Brief:
Your reply should be only the number of lines in the records that contain the word "with".

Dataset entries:
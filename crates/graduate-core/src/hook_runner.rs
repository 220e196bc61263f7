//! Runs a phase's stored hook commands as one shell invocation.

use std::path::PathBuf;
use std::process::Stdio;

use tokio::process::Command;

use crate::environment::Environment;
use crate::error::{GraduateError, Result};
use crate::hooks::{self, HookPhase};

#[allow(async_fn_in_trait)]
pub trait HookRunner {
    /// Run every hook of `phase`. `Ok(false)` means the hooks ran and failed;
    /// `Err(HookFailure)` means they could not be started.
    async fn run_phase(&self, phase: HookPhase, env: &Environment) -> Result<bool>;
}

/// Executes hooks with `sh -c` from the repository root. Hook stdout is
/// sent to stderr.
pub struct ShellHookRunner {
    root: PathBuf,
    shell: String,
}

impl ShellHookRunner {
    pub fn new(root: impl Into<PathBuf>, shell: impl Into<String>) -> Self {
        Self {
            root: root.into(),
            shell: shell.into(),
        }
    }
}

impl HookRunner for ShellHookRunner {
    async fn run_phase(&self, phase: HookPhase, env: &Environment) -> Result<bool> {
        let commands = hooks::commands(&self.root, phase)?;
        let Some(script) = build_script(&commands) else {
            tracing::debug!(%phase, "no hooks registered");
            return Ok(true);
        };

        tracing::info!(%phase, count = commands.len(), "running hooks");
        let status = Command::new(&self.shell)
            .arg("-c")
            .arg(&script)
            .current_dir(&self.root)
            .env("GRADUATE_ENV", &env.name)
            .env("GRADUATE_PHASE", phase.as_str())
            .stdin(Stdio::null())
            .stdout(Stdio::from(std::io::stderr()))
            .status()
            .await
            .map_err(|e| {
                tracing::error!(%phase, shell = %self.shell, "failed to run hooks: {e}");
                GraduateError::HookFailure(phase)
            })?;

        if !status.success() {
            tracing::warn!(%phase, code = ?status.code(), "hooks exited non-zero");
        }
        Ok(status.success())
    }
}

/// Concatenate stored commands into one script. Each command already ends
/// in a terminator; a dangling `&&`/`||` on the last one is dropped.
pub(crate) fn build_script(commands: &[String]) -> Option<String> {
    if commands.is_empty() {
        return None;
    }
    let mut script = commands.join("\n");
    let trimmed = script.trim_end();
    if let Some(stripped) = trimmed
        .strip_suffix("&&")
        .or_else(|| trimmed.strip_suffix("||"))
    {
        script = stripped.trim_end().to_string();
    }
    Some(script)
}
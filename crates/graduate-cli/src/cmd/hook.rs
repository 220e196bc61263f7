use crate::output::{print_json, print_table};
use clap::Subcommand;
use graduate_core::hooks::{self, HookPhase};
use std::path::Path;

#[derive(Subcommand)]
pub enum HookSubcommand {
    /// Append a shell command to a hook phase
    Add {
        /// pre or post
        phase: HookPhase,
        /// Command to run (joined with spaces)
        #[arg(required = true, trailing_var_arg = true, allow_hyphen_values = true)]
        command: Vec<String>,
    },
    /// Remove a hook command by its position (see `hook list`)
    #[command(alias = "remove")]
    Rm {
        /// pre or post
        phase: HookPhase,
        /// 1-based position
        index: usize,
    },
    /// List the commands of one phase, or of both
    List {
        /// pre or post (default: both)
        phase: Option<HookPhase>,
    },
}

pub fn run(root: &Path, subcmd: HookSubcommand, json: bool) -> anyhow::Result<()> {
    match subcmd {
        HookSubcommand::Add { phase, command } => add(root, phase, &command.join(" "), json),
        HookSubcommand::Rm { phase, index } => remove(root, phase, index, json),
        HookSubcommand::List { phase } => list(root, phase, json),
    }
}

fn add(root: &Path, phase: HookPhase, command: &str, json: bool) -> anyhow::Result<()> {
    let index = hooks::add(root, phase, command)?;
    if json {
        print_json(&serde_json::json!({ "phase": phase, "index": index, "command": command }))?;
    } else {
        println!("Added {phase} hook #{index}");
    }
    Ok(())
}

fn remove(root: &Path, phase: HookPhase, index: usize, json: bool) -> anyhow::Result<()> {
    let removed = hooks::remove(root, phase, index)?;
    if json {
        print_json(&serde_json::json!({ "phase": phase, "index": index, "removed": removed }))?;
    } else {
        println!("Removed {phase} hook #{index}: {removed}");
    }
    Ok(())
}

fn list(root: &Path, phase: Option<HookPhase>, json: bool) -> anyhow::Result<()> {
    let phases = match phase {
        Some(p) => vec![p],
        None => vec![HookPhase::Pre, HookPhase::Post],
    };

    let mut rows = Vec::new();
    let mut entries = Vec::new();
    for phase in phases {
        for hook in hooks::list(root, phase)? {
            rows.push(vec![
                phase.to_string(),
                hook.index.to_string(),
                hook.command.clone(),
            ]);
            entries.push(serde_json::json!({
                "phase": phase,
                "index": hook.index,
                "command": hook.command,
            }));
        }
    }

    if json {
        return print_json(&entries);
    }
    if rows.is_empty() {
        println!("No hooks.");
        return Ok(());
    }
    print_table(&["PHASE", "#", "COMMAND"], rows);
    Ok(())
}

Answer:
2